Multiplex signal amplification strategy-based early-stage diagnosis of Parkinson's disease on a SERS-enabled LoC system.

In this paper, a multiplex signal amplification strategy was developed for the determination of miR-214 and miR-221 on a surface-enhanced Raman scattering (SERS)-enabled lab-on-a-chip (LoC) system to realize the early-stage diagnosis of Parkinson's disease (PD). The gold nanobipyramids (GNBPs) with great monodispersity were functionalized with Raman reporter molecules and hairpin DNA 1, serving as the SERS nanotags. The presence of targets can initial the strand displacement amplification (SDA) reaction and the numerous short-stranded trigger DNA (tDNA) can be released under the action of polymerase and nicking enzyme. Then, the tDNA can trigger the catalytic hairpin assembly (CHA) event between the SERS nanotags and the capture nanoprobes (Magnetic beads (MBs) modified with hairpin DNA 2), resulting in the aggregation of GNBPs on the MBs surface.

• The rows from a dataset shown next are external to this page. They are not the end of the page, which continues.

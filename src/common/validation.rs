// src/common/validation.rs

use rust_decimal::Decimal;
use validator::ValidationError;

fn error(code: &'static str, message: &'static str) -> ValidationError {
    let mut err = ValidationError::new(code);
    err.message = Some(message.into());
    err
}

/// Só os dígitos, descartando a máscara ("529.982.247-25" -> "52998224725").
pub fn only_digits(value: &str) -> String {
    value.chars().filter(|c| c.is_ascii_digit()).collect()
}

/// CPF com máscara ou sem, conferindo os dois dígitos verificadores.
pub fn validate_cpf(value: &str) -> Result<(), ValidationError> {
    let digits: Vec<u32> = only_digits(value)
        .chars()
        .filter_map(|c| c.to_digit(10))
        .collect();

    if digits.len() != 11 {
        return Err(error("invalid_cpf", "O CPF deve ter 11 dígitos."));
    }
    // 000.000.000-00, 111.111.111-11... passam na conta mas não são válidos
    if digits.iter().all(|d| *d == digits[0]) {
        return Err(error("invalid_cpf", "CPF inválido."));
    }

    let check_digit = |len: usize| -> u32 {
        let sum: u32 = digits[..len]
            .iter()
            .zip((2..=(len as u32 + 1)).rev())
            .map(|(d, w)| d * w)
            .sum();
        match (sum * 10) % 11 {
            10 => 0,
            r => r,
        }
    };

    if check_digit(9) != digits[9] || check_digit(10) != digits[10] {
        return Err(error("invalid_cpf", "CPF inválido."));
    }
    Ok(())
}

pub fn validate_positive(value: &Decimal) -> Result<(), ValidationError> {
    if *value <= Decimal::ZERO {
        return Err(error("must_be_positive", "O valor deve ser maior que zero."));
    }
    Ok(())
}
pub mod customers;
pub mod dashboard;
pub mod health;
pub mod notifications;
pub mod operations;
pub mod users;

The multiplex signal amplification contributed by the SDA-CHA strategy and the magnet-induced aggregation effect can ultimately lead to the significant improvement of the detection sensitivity and the limit of detection (LOD) was low to aM level with reproducibility and specificity meanwhile. Furthermore, a MPTP-induced PD mice model was established to verify the practicability and the expression level of miR-214 and miR-221 at different stages analyzed with the LoC system was confirmed by qRT-PCR.